Hu’s most important task has been to fend off competition from players like Tencent. But companies like Meituan and live-streaming site Kuaishou have added to the challenge, encroaching on the greater Alibaba ecosystem, chipping away at e-commerce and payments.
“Ant and Alibaba are battling companies traditionally not even operating in their fields of payments and e-commerce,” said Mark Tanner, founder of Shanghai-based research and marketing company China Skinny.
The Alipay platform offers some natural advantages to make up lost ground, Hu said. Its interface lets users personalize and pin frequently-used services and the company plans to use algorithms to further customize Alipay’s landing page.
Ant currently has about 600 million monthly users for its 2 million mini programs after two years. Hu didn’t provide a forecast for its expansion.
For the first time, the app has elevated local neighborhood services to the same level as its finance vertical. Its moved services such as Ele.me and Fliggy, Alibaba’s food delivery and travel units, to Alipay’s front page. Alipay will also enhance the importance of its search function, so people can find the mini programs of local services more easily, Hu said.
“Alipay is weaving the advantages of a super app with that of mini programs, users can have faster access to services via our platform compared with WeChat,” he said.
Such efforts are showing results. Alipay’s share of mobile payments has increased for three consecutive quarters, rising to 55.1% in the fourth quarter, according research consultant iResearch. Tencent has 38.9% of the market.
Hu, who joined Alibaba in 2005 after working at China’s second-largest lender China Construction Bank, has built a reputation for rolling out new innovations such as using data analytics to offer collateral-free financing services to small businesses and helping Alibaba beat Amazon.com Inc. to build Asia’s largest cloud business.

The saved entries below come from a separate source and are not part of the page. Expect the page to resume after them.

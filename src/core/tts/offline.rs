//! Offline synthesis through a local eSpeak-NG process.
//!
//! # Thread Safety
//!
//! The engine is not guaranteed to be re-entrant, so every invocation goes
//! through a single async mutex: one synthesis in flight per process.
//! Waiting requests suspend on the lock instead of occupying a worker.
//!
//! # System Requirements
//!
//! eSpeak-NG must be installed on the system:
//! - Ubuntu/Debian: `sudo apt-get install espeak-ng`
//! - macOS: `brew install espeak-ng`

use std::path::{Path, PathBuf};
use std::process::Stdio;
use std::sync::Arc;
use std::time::Duration;

use async_trait::async_trait;
use tokio::io::AsyncWriteExt;
use tokio::process::Command;
use tokio::sync::Mutex;
use tracing::{debug, error};

use crate::config::{OfflineConfig, TtsEngine};
use crate::core::media::{AudioFormat, MediaArtifact, MediaStore};
use crate::core::tts::base::{SynthesisBackend, SynthesisError, SynthesisResult, VoiceInfo};

/// Upper bound on a single engine run.
const SYNTHESIS_TIMEOUT: Duration = Duration::from_secs(120);

/// Language tag to eSpeak-NG voice name.
const ESPEAK_VOICES: &[(&str, &str, &str)] = &[
    ("en", "en-us", "English"),
    ("hi", "hi", "Hindi"),
    ("mr", "mr", "Marathi"),
    ("kn", "kn", "Kannada"),
    ("ta", "ta", "Tamil"),
    ("te", "te", "Telugu"),
    ("ml", "ml", "Malayalam"),
    ("gu", "gu", "Gujarati"),
    ("bn", "bn", "Bengali"),
    ("pa", "pa", "Punjabi"),
    ("ur", "ur", "Urdu"),
    ("fr", "fr-fr", "French"),
    ("es", "es", "Spanish"),
    ("de", "de", "German"),
    ("ar", "ar", "Arabic"),
    ("ja", "ja", "Japanese"),
    ("ko", "ko", "Korean"),
    ("zh-cn", "cmn", "Chinese (Mandarin)"),
];

/// Handle to the eSpeak-NG binary
#[derive(Debug)]
struct EspeakEngine {
    command: PathBuf,
    rate: u32,
}

impl EspeakEngine {
    /// Run one synthesis, writing a wav file to `output`.
    async fn render(&self, text: &str, voice: &str, output: &Path) -> SynthesisResult<()> {
        let mut child = Command::new(&self.command)
            .arg("-v")
            .arg(voice)
            .arg("-s")
            .arg(self.rate.to_string())
            .arg("-w")
            .arg(output)
            .arg("--stdin")
            .stdin(Stdio::piped())
            .stdout(Stdio::piped())
            .stderr(Stdio::piped())
            .kill_on_drop(true)
            .spawn()
            .map_err(|e| {
                SynthesisError::AudioGenerationFailed(format!(
                    "Failed to start {}: {e}",
                    self.command.display()
                ))
            })?;

        // Text goes through stdin so it can never be read as an option
        if let Some(mut stdin) = child.stdin.take()
            && let Err(e) = stdin.write_all(text.as_bytes()).await
        {
            // An engine that exits early is reported through its exit status
            if e.kind() != std::io::ErrorKind::BrokenPipe {
                return Err(SynthesisError::AudioGenerationFailed(format!(
                    "Failed to send text: {e}"
                )));
            }
        }

        let output = match tokio::time::timeout(SYNTHESIS_TIMEOUT, child.wait_with_output()).await
        {
            Ok(result) => result.map_err(|e| {
                SynthesisError::AudioGenerationFailed(format!("Engine I/O failed: {e}"))
            })?,
            Err(_) => {
                return Err(SynthesisError::TimeoutError(format!(
                    "Offline engine exceeded {SYNTHESIS_TIMEOUT:?}"
                )));
            }
        };

        if !output.status.success() {
            let stderr = String::from_utf8_lossy(&output.stderr);
            error!("Offline engine failed ({}): {}", output.status, stderr.trim());
            return Err(SynthesisError::AudioGenerationFailed(format!(
                "Engine exited with {}: {}",
                output.status,
                stderr.trim()
            )));
        }

        Ok(())
    }
}

/// Local synthesis producing wav artifacts that still need transcoding
pub struct OfflineTts {
    engine: Mutex<EspeakEngine>,
    default_voice: String,
    store: Arc<MediaStore>,
}

impl OfflineTts {
    pub fn new(config: &OfflineConfig, store: Arc<MediaStore>) -> Self {
        Self {
            engine: Mutex::new(EspeakEngine {
                command: config.command.clone(),
                rate: config.rate,
            }),
            default_voice: config.default_voice.clone(),
            store,
        }
    }
}

#[async_trait]
impl SynthesisBackend for OfflineTts {
    fn engine(&self) -> TtsEngine {
        TtsEngine::Offline
    }

    fn resolve_voice(&self, lang: &str) -> SynthesisResult<String> {
        let voice = ESPEAK_VOICES
            .iter()
            .find(|(tag, _, _)| *tag == lang)
            .map(|(_, voice, _)| voice.to_string())
            .unwrap_or_else(|| {
                debug!(
                    "No offline voice for '{}', using default '{}'",
                    lang, self.default_voice
                );
                self.default_voice.clone()
            });
        Ok(voice)
    }

    async fn synthesize(&self, text: &str, voice: &str) -> SynthesisResult<MediaArtifact> {
        if text.trim().is_empty() {
            return Err(SynthesisError::EmptyText);
        }

        let pending = self.store.reserve(AudioFormat::Wav).await?;
        {
            let engine = self.engine.lock().await;
            engine.render(text, voice, pending.path()).await?;
        }

        let artifact = pending.commit().await.map_err(|e| {
            SynthesisError::AudioGenerationFailed(format!("Engine produced no audio: {e}"))
        })?;

        debug!(
            "Offline synthesis stored {} ({} bytes, voice {})",
            artifact.file_name(),
            artifact.size,
            voice
        );
        Ok(artifact)
    }

    fn voices(&self) -> Vec<VoiceInfo> {
        ESPEAK_VOICES
            .iter()
            .map(|(lang, voice, name)| VoiceInfo {
                lang: lang.to_string(),
                voice: voice.to_string(),
                name: name.to_string(),
            })
            .collect()
    }
}
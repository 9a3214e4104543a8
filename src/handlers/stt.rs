use axum::extract::{Multipart, State, multipart::MultipartRejection};
use axum::response::Json;
use serde::Serialize;
use std::sync::Arc;

use crate::errors::{AppError, AppResult};
use crate::handlers::upload::read_file_field;
use crate::state::AppState;

#[derive(Debug, Serialize)]
pub struct TranscriptResponse {
    pub text: String,
}

/// Handler for POST /speech-to-text - multipart field `audio`
///
/// Responds with an empty `text` when no speech is detected.
pub async fn speech_to_text(
    State(state): State<Arc<AppState>>,
    multipart: Result<Multipart, MultipartRejection>,
) -> AppResult<Json<TranscriptResponse>> {
    let mut multipart = multipart?;
    let upload = read_file_field(&mut multipart, "audio")
        .await?
        .ok_or_else(|| AppError::BadRequest("No audio uploaded".to_string()))?;

    let text = state
        .core_state
        .pipeline
        .transcribe(&upload.data, upload.file_name.as_deref())
        .await?;

    Ok(Json(TranscriptResponse { text }))
}
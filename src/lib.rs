pub mod config;
pub mod core;
pub mod errors;
pub mod handlers;
pub mod routes;
pub mod state;

// Re-export commonly used items for convenience
pub use config::ServerConfig;
pub use crate::core::*;
pub use errors::{AppError, AppResult};
pub use state::AppState;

His experience will help Ant target small companies in the consumer services sector looking to digitize, said Michael Norris, research and strategy manager at Shanghai-based consultancy AgencyChina.
Hu must also navigate Ant through a coronavirus-induced economic downturn, which will test the resilience of the lending portfolio it has built in the past decade along with about 200 partner banks in China.
Its Huabei, which means “just spend,” is on track to help banks issue 2 trillion yuan ($283 billion) of consumer loans by 2021, according to Goldman Sachs Group Inc. analysts. Online lender MYbank, where Ant is the largest shareholder, has helped banks issue 600 billion yuan of credit to 10 million small and medium businesses as of end May.
So far, the company’s risk controls have held up, Hu said. The bad loan ratio for Huabei and MYbank rose to about 2% compared with about 1.5% before the virus outbreak, the company said. By comparison, Fitch Ratings estimates that the non-performing loan ratio for Chinese banks may rise 2 percentage points to 3.5% compared with the first half of last year.
“We’ve seen a slight up-tick in non-performing loans among our SME and young credit borrowers after Covid,” said Hu, adding that he expects the bad loan ratio to drop to pre-Covid levels by March next year.